アギレア王国の陛下がクラルヴァイン王国へとやって来た。迎えに出るブラッド様の隣には、私が立ち、周りは騎士団で固められている。
ブラッド様と同じ青い髪に同じ青い瞳。ブラッド様は時々竜の眼のように瞳孔が縦長になる。興奮すると特にだ。
それは、竜の血を引くアギレア王国の陛下と同じだった。今もブラッド様の執務室となった陛下用の部屋で向かいあうアギレア王国の陛下とブラッド様は似ている。
「予定よりも早い……もう少しリラとゆっくりと過ごしたかったのに……」
予定よりも早くに到着したアギレア王国の陛下に、ブラッド様が不機嫌な様子で肘をついて睨んでいる。その後ろで私は名前を出され困り顔で立っていた。
「リカルドからの連絡が約束通り来たから、参ったのだ。その顔はやめろ」
嫌そうに座っているブラッド様に、アギレア王国の陛下が呆れる。
リーガと呼ばれたリカルドは、アギレア王国の陛下からブラッド様に贈られた暗殺者だった。密偵もする彼は、アギレア王国の陛下との連絡係でもあった。
「ご要望通りに、陛下と王妃は引いてもらいました」
「……手を下したのはお前か?」
「俺が適任でしたから……あなたが手を下すと、色々問題が起きますからね」
「何のために、リカルドをお前にやったと思う? 暗殺者をお前にやった意味がないではないか?」
「そうでもないですよ。リカルドは優秀ですから。出来れば、このまま俺に下さい」
「リカルドがいいのであれば、構わんが……」
「では、このままリラの従者にします」
リカルドは、アギレア王国の陛下からブラッド様に贈られた暗殺者だった。それを、私への草として上手く使った。
「そちらが婚約者か?」
ちらりとブラッド様の後ろに立っている私を見るアギレア王国の陛下に恭しく頭を下げた。
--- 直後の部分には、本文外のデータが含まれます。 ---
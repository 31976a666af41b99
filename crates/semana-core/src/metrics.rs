//! Activity metrics derived from the current task/session/project state.
//!
//! Pure counting over in-memory records; empty input yields zeroed metrics.

use chrono::{DateTime, Duration, Utc};
use serde::{Deserialize, Serialize};

use crate::task::{Project, ProjectStatus, Task, TaskPriority, TaskStatus, WorkSession};

/// Window ahead of `now` in which a project deadline counts as approaching.
const DEADLINE_WINDOW_DAYS: i64 = 7;

/// Snapshot of activity-derived counts.
#[derive(Debug, Clone, Default, Serialize, Deserialize, PartialEq)]
pub struct ActivityMetrics {
    /// Open tasks past their due date
    pub overdue_tasks: u32,
    /// Open tasks with urgent priority
    pub urgent_tasks: u32,
    /// Completed / total ratio over non-archived tasks (0.0-1.0)
    pub completion_rate: f64,
    /// Hours since the last logged work session (or last completion)
    pub work_session_gap_hours: f64,
    /// Active projects whose deadline falls within the next 7 days
    pub project_deadlines: u32,
}

impl ActivityMetrics {
    /// Collect metrics from the current records at `now`.
    pub fn collect(
        tasks: &[Task],
        projects: &[Project],
        sessions: &[WorkSession],
        now: DateTime<Utc>,
    ) -> Self {
        let visible: Vec<&Task> = tasks.iter().filter(|t| !t.archived).collect();

        let overdue_tasks = visible.iter().filter(|t| t.is_overdue(now)).count() as u32;
        let urgent_tasks = visible
            .iter()
            .filter(|t| t.status.is_open() && t.priority == TaskPriority::Urgent)
            .count() as u32;

        let completion_rate = if visible.is_empty() {
            0.0
        } else {
            let done = visible
                .iter()
                .filter(|t| t.status == TaskStatus::Completed)
                .count();
            done as f64 / visible.len() as f64
        };

        let work_session_gap_hours = last_activity(&visible, sessions)
            .map(|last| ((now - last).num_minutes().max(0) as f64) / 60.0)
            .unwrap_or(0.0);

        let horizon = now + Duration::days(DEADLINE_WINDOW_DAYS);
        let project_deadlines = projects
            .iter()
            .filter(|p| p.status == ProjectStatus::Active)
            .filter(|p| p.deadline.is_some_and(|d| d > now && d <= horizon))
            .count() as u32;

        Self {
            overdue_tasks,
            urgent_tasks,
            completion_rate,
            work_session_gap_hours,
            project_deadlines,
        }
    }
}

fn last_activity(tasks: &[&Task], sessions: &[WorkSession]) -> Option<DateTime<Utc>> {
    let last_session = sessions
        .iter()
        .map(|s| s.ended_at.unwrap_or(s.started_at))
        .max();
    let last_completion = tasks.iter().filter_map(|t| t.completed_at).max();
    last_session.max(last_completion)
}

/// How long a task hierarchy has gone without logged activity.
#[derive(Debug, Clone, Copy, Serialize, Deserialize, PartialEq, Eq)]
#[serde(rename_all = "lowercase")]
pub enum StagnationRisk {
    Low,
    Medium,
    High,
}

/// Classify stagnation from the last activity timestamp.
///
/// Under 48h is low, under 120h medium, beyond that high. No recorded
/// activity at all counts as high.
pub fn stagnation_risk(last_activity: Option<DateTime<Utc>>, now: DateTime<Utc>) -> StagnationRisk {
    match last_activity {
        None => StagnationRisk::High,
        Some(last) => {
            let hours = (now - last).num_hours();
            if hours < 48 {
                StagnationRisk::Low
            } else if hours < 120 {
                StagnationRisk::Medium
            } else {
                StagnationRisk::High
            }
        }
    }
}

#[cfg(test)]
mod tests {
    use super::*;
    use chrono::Duration;

    fn task_due(now: DateTime<Utc>, hours_from_now: i64) -> Task {
        let mut t = Task::new("t");
        t.due_date = Some(now + Duration::hours(hours_from_now));
        t
    }

    #[test]
    fn test_empty_input_yields_zeroed_metrics() {
        let m = ActivityMetrics::collect(&[], &[], &[], Utc::now());
        assert_eq!(m, ActivityMetrics::default());
    }

    #[test]
    fn test_overdue_and_urgent_counts() {
        let now = Utc::now();
        let overdue = task_due(now, -2);
        let mut urgent = Task::new("u");
        urgent.priority = TaskPriority::Urgent;

        let m = ActivityMetrics::collect(&[overdue, urgent], &[], &[], now);
        assert_eq!(m.overdue_tasks, 1);
        assert_eq!(m.urgent_tasks, 1);
    }

    #[test]
    fn test_archived_tasks_are_excluded() {
        let now = Utc::now();
        let mut t = task_due(now, -2);
        t.archived = true;
        let m = ActivityMetrics::collect(&[t], &[], &[], now);
        assert_eq!(m.overdue_tasks, 0);
        assert_eq!(m.completion_rate, 0.0);
    }

    #[test]
    fn test_completion_rate() {
        let mut done = Task::new("done");
        done.status = TaskStatus::Completed;
        let open = Task::new("open");
        let m = ActivityMetrics::collect(&[done, open], &[], &[], Utc::now());
        assert!((m.completion_rate - 0.5).abs() < f64::EPSILON);
    }

    #[test]
    fn test_session_gap_from_last_session() {
        let now = Utc::now();
        let mut session = WorkSession::start(None, now - Duration::hours(26));
        session.end(now - Duration::hours(25), Some(3)).unwrap();

        let m = ActivityMetrics::collect(&[], &[], &[session], now);
        assert!(m.work_session_gap_hours > 24.0 && m.work_session_gap_hours < 26.0);
    }

    #[test]
    fn test_project_deadline_window() {
        let now = Utc::now();
        let mut soon = Project::new("soon");
        soon.deadline = Some(now + Duration::days(3));
        let mut far = Project::new("far");
        far.deadline = Some(now + Duration::days(30));
        let mut past = Project::new("past");
        past.deadline = Some(now - Duration::days(1));

        let m = ActivityMetrics::collect(&[], &[soon, far, past], &[], now);
        assert_eq!(m.project_deadlines, 1);
    }

    #[test]
    fn test_stagnation_risk_thresholds() {
        let now = Utc::now();
        assert_eq!(
            stagnation_risk(Some(now - Duration::hours(10)), now),
            StagnationRisk::Low
        );
        assert_eq!(
            stagnation_risk(Some(now - Duration::hours(72)), now),
            StagnationRisk::Medium
        );
        assert_eq!(
            stagnation_risk(Some(now - Duration::hours(200)), now),
            StagnationRisk::High
        );
        assert_eq!(stagnation_risk(None, now), StagnationRisk::High);
    }
}
impl<'a> FeedbackLearner<'a> {
    pub fn new(db: &'a Database, user_id: &'a str) -> Self {
        Self { db, user_id }
    }

    /// Process one feedback event end to end: persist it, re-analyze recent
    /// history, update the matching rule, and nudge every factor weight.
    ///
    /// Returns the insights produced by the analysis (possibly empty).
    ///
    /// # Errors
    /// Any storage failure is returned to the caller; callers that must not
    /// block on learning can drop the error and continue with no insights.
    pub fn process_feedback(&self, event: &FeedbackEvent) -> Result<Vec<LearningInsight>> {
        self.db.insert_feedback(event)?;

        let recent = self.db.recent_feedback(self.user_id, ANALYSIS_WINDOW)?;
        let (_, insights) = analyze_patterns(&recent);
        for insight in &insights {
            self.db.insert_insight(self.user_id, insight)?;
        }

        self.update_rules(event)?;
        self.adjust_weights(event)?;

        Ok(insights)
    }

    fn update_rules(&self, event: &FeedbackEvent) -> Result<()> {
        let condition = RuleCondition::from_context(&event.context);
        let rule_type = if event.action.is_positive() {
            RuleType::Preference
        } else {
            RuleType::Avoidance
        };
        let existing = self
            .db
            .find_rule(self.user_id, rule_type, &condition.canonical_key())?;
        let rule = update_rule(existing, event);
        self.db.upsert_rule(&rule)?;
        Ok(())
    }

    fn adjust_weights(&self, event: &FeedbackEvent) -> Result<()> {
        for factor in WEIGHT_FACTORS {
            let mut weight = self
                .db
                .get_weight(self.user_id, factor)?
                .unwrap_or_else(|| AdaptiveWeight::neutral(self.user_id, *factor));
            weight.nudge(event.action);
            self.db.upsert_weight(&weight)?;
        }
        Ok(())
    }
}
//! Context analysis command.

use chrono::Utc;
use clap::Subcommand;
use semana_core::context::{ContextAnalyzer, ContextSnapshot};
use semana_core::storage::{Config, Database};

use super::user_id;

#[derive(Subcommand)]
pub enum ContextAction {
    /// Analyze the current workload
    Analyze,
}

pub fn run(action: ContextAction) -> Result<(), Box<dyn std::error::Error>> {
    let db = Database::open()?;
    let user = user_id();

    match action {
        ContextAction::Analyze => {
            let tasks = db.list_tasks(&user)?;
            let projects = db.list_projects(&user)?;
            let sessions = db.sessions_since(&user, 30)?;
            let config = Config::load()?;

            let snapshot = ContextSnapshot {
                user_name: Some(user.as_str()),
                tasks: &tasks,
                projects: &projects,
                sessions: &sessions,
                has_productivity_data: sessions.iter().any(|s| s.productivity_score.is_some()),
                has_work_pattern: config.planner.is_customized(),
                now: Utc::now(),
            };
            let analysis = ContextAnalyzer::analyze(&snapshot);
            println!("{}", serde_json::to_string_pretty(&analysis)?);
        }
    }
    Ok(())
}
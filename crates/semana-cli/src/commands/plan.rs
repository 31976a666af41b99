//! Weekly plan commands.

use chrono::{NaiveDate, Utc};
use clap::Subcommand;
use semana_core::planner::{
    week_start_of, PlanOutcome, PlanStatus, PlanStrategy, ProductivityHistory, WeeklyPlanner,
};
use semana_core::storage::{Config, Database};

use super::user_id;

#[derive(Subcommand)]
pub enum PlanAction {
    /// Generate and store a plan for a week
    Generate {
        /// Week start date (YYYY-MM-DD); defaults to this week's Monday
        #[arg(long)]
        week_start: Option<String>,
        /// Strategy: balanced, focused, intensive
        #[arg(long, default_value = "balanced")]
        strategy: String,
    },
    /// Show the stored plan for a week
    Show {
        /// Week start date (YYYY-MM-DD); defaults to this week's Monday
        #[arg(long)]
        week_start: Option<String>,
    },
    /// Mark the week's plan active
    Activate {
        #[arg(long)]
        week_start: Option<String>,
    },
    /// Mark the week's plan completed
    Complete {
        #[arg(long)]
        week_start: Option<String>,
    },
}

fn resolve_week_start(raw: Option<String>) -> Result<NaiveDate, Box<dyn std::error::Error>> {
    match raw {
        Some(raw) => Ok(NaiveDate::parse_from_str(&raw, "%Y-%m-%d")?),
        None => Ok(week_start_of(Utc::now().date_naive())),
    }
}

pub fn run(action: PlanAction) -> Result<(), Box<dyn std::error::Error>> {
    let db = Database::open()?;
    let user = user_id();

    match action {
        PlanAction::Generate {
            week_start,
            strategy,
        } => {
            let week_start = resolve_week_start(week_start)?;
            let strategy = PlanStrategy::parse(&strategy)
                .ok_or_else(|| format!("unknown strategy '{strategy}'"))?;

            let config = Config::load()?;
            let completed = db.completed_tasks_since(&user, 30)?;
            let sessions = db.sessions_since(&user, 30)?;
            let history = ProductivityHistory::from_records(&completed, &sessions);
            let tasks = db.list_tasks(&user)?;

            let planner = WeeklyPlanner::new(&config.planner, &history);
            match planner.plan(&user, week_start, strategy, &tasks) {
                PlanOutcome::Planned(bundle) => {
                    db.upsert_weekly_plan(&bundle.plan)?;
                    println!("{}", serde_json::to_string_pretty(&bundle)?);
                }
                PlanOutcome::NothingToPlan => {
                    println!("No hay tareas pendientes que planificar.");
                }
            }
        }
        PlanAction::Show { week_start } => {
            let week_start = resolve_week_start(week_start)?;
            match db.get_weekly_plan(&user, week_start)? {
                Some(plan) => println!("{}", serde_json::to_string_pretty(&plan)?),
                None => println!("No hay plan guardado para la semana del {week_start}."),
            }
        }
        PlanAction::Activate { week_start } => {
            let week_start = resolve_week_start(week_start)?;
            db.set_plan_status(&user, week_start, PlanStatus::Active)?;
            println!("Plan de la semana del {week_start} activado.");
        }
        PlanAction::Complete { week_start } => {
            let week_start = resolve_week_start(week_start)?;
            db.set_plan_status(&user, week_start, PlanStatus::Completed)?;
            println!("Plan de la semana del {week_start} completado.");
        }
    }
    Ok(())
}
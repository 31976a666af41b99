//! Recommendation feedback and learning-state commands.

use chrono::{Timelike, Utc};
use clap::Subcommand;
use semana_core::learning::{FeedbackAction, FeedbackEvent, FeedbackLearner};
use semana_core::storage::Database;

use super::{parse_priority, user_id};

#[derive(Subcommand)]
pub enum FeedbackCliAction {
    /// Record feedback on a recommendation
    Record {
        /// One of: accepted, skipped, completed, positive, negative
        action: String,
        /// Task the recommendation referred to
        #[arg(long)]
        task_id: Option<String>,
        /// Satisfaction 1-5
        #[arg(long)]
        satisfaction: Option<u8>,
        /// Priority of the recommended task
        #[arg(long)]
        priority: Option<String>,
        /// Comma-separated tags of the recommended task
        #[arg(long)]
        tags: Option<String>,
    },
    /// Show current adaptive weights
    Weights,
    /// Show learned rules
    Rules,
    /// Show recent learning insights
    Insights,
}

fn parse_action(raw: &str) -> Result<FeedbackAction, String> {
    match raw {
        "accepted" => Ok(FeedbackAction::Accepted),
        "skipped" => Ok(FeedbackAction::Skipped),
        "completed" => Ok(FeedbackAction::Completed),
        "positive" => Ok(FeedbackAction::FeedbackPositive),
        "negative" => Ok(FeedbackAction::FeedbackNegative),
        _ => Err(format!(
            "unknown action '{raw}' (expected accepted|skipped|completed|positive|negative)"
        )),
    }
}

pub fn run(action: FeedbackCliAction) -> Result<(), Box<dyn std::error::Error>> {
    let db = Database::open()?;
    let user = user_id();

    match action {
        FeedbackCliAction::Record {
            action,
            task_id,
            satisfaction,
            priority,
            tags,
        } => {
            let mut event = FeedbackEvent::new(user.clone(), parse_action(&action)?);
            event.task_id = task_id;
            event.satisfaction = satisfaction.map(|s| s.clamp(1, 5));
            event.context.hour = Utc::now().hour() as u8;
            event.context.priority = priority.as_deref().map(parse_priority).transpose()?;
            event.context.tags = tags
                .map(|raw| raw.split(',').map(|t| t.trim().to_string()).collect())
                .unwrap_or_default();

            let learner = FeedbackLearner::new(&db, &user);
            let insights = learner.process_feedback(&event)?;
            println!("{}", serde_json::to_string_pretty(&insights)?);
        }
        FeedbackCliAction::Weights => {
            let weights = db.list_weights(&user)?;
            println!("{}", serde_json::to_string_pretty(&weights)?);
        }
        FeedbackCliAction::Rules => {
            let rules = db.list_rules(&user)?;
            println!("{}", serde_json::to_string_pretty(&rules)?);
        }
        FeedbackCliAction::Insights => {
            let insights = db.recent_insights(&user, 20)?;
            println!("{}", serde_json::to_string_pretty(&insights)?);
        }
    }
    Ok(())
}
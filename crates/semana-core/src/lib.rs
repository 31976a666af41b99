//! # Semana Core Library
//!
//! This library provides the core business logic for the Semana task
//! planner. It implements a CLI-first philosophy where all operations are
//! available via a standalone CLI binary, with the HTTP functions service
//! being a thin layer over the same core library.
//!
//! ## Architecture
//!
//! - **Context Analysis**: Pure scoring of the current workload into an
//!   urgency score, focus area, and recommended actions
//! - **Recommendations**: Time-budget-aware, explainable top-3 suggestions
//! - **Learning**: Feedback-driven adaptive weights and preference rules
//! - **Planner**: Greedy weekly bin packing over day hour/task budgets
//! - **Storage**: SQLite record store and TOML-based configuration
//!
//! ## Key Components
//!
//! - [`ContextAnalyzer`]: Workload and urgency assessment
//! - [`WeeklyPlanner`]: Seven-day plan generation
//! - [`FeedbackLearner`]: Feedback processing pipeline
//! - [`Database`]: Record persistence
//! - [`Config`]: Application configuration management

pub mod context;
pub mod error;
pub mod learning;
pub mod llm;
pub mod metrics;
pub mod notify;
pub mod parser;
pub mod planner;
pub mod recommend;
pub mod storage;
pub mod task;

pub use context::{ContextAnalysis, ContextAnalyzer, ContextSnapshot, FocusArea, WorkloadLevel};
pub use error::{ConfigError, CoreError, DatabaseError, LlmError, ValidationError};
pub use learning::{
    AdaptiveWeight, FeedbackAction, FeedbackEvent, FeedbackLearner, LearningInsight, LearningRule,
};
pub use metrics::{stagnation_risk, ActivityMetrics, StagnationRisk};
pub use notify::{proactive_scan, NotificationDraft, ReminderPoller, SmartReminder};
pub use parser::{parse_structured_text, ParseOutcome, ParseStrategy, ParsedResponse, RiskLevel};
pub use planner::{
    DayPlan, PlanBundle, PlanOutcome, PlanStatus, PlanStrategy, ProductivityHistory, WeeklyPlan,
    WeeklyPlanner,
};
pub use recommend::{detect_time_intention, estimate_duration, TimeIntention, TimeRecommendation};
pub use storage::{Config, Database, PlannerPreferences};
pub use task::{Project, Task, TaskLevel, TaskPriority, TaskStatus, WorkSession};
「ええ、すぐに戴冠式を行います。そこで、アギレア王国との同盟を発表いたします。どうか、ご出席を……結婚式はそのあとに」
「もちろんだ。クラルヴァイン王国は、お前のものだ。アギレア王国は二度クラルヴァイン王国とは争わない。結婚の祝いもすぐに贈ろう」
そう言うと、アギレア王国の陛下が立ち上がった。
「では、すぐに調印式を行おう」
「ええ。リラもおいで」
「はい。ブラッド様」
ブラッド様が優しく見つめて言う。
すると、アギレア王国の陛下がジッとブラッド様を見る。
「……お前を一目見た時に、アリアの子供だとすぐにわかった」
「誰にも似てないと言われましたがね」
「そうでもない。アリアと目の色は違うが、今も婚約者のリラ殿を見る時の眼はアリアに似ている」
「ああ、そういうことですか……」
どういう意味なのだと思いながら首を傾げると、ブラッド様が少しだけ笑みを零した。
「……ブラッド。二度とあんなことをするな」
鋭い目線になったアギレア王国の陛下が、ブラッド様の頭を雑に撫でて部屋から出て行った。
「……親殺しのことを言っているのか?」
ブラッド様が乱れた髪を直しながら聞いてくる。
「そうだと思いますよ」
「自慢ではないが、陛下たちを親だと思ったことはない」
「ええーと、何というか……そういうことではないと思いますよ」
「もしかして、自分でとどめを刺したかったのか?」
「それはわかりませんけど……アギレア王国の陛下は、ブラッド様のお心をご心配なされているのかと」
「別に罪悪感もないが……そうか……」
不思議そうにブラッド様が悩んでいる。
「心配されるのは、初めてだ」
陛下と王妃は、フィラン殿下のことばかりだったから、ブラッド様にとっては初めてのことらしい。驚いたように言うブラッド様に私までもが驚いた。
思わず、くすりと笑みが零れる。
「リラも俺を心配するか?」
「それは、もちろんします。でも、アギレア王国の陛下とは少し違うかもしれませんね」
「そうか……」
少しだけ嬉しそうな表情で私を見るブラッド様。
「では、その心配性なアギレア王国の陛下を待たせないように、行きましょうか」
「そうするか」
ブラッド様が差し出した手に添える様に手を乗せると、彼がしっかりと握りしめた。そうして、ブラッド様は、クラルヴァイン王国の王になり、アギレア王国とは不戦を誓い同盟を築いた。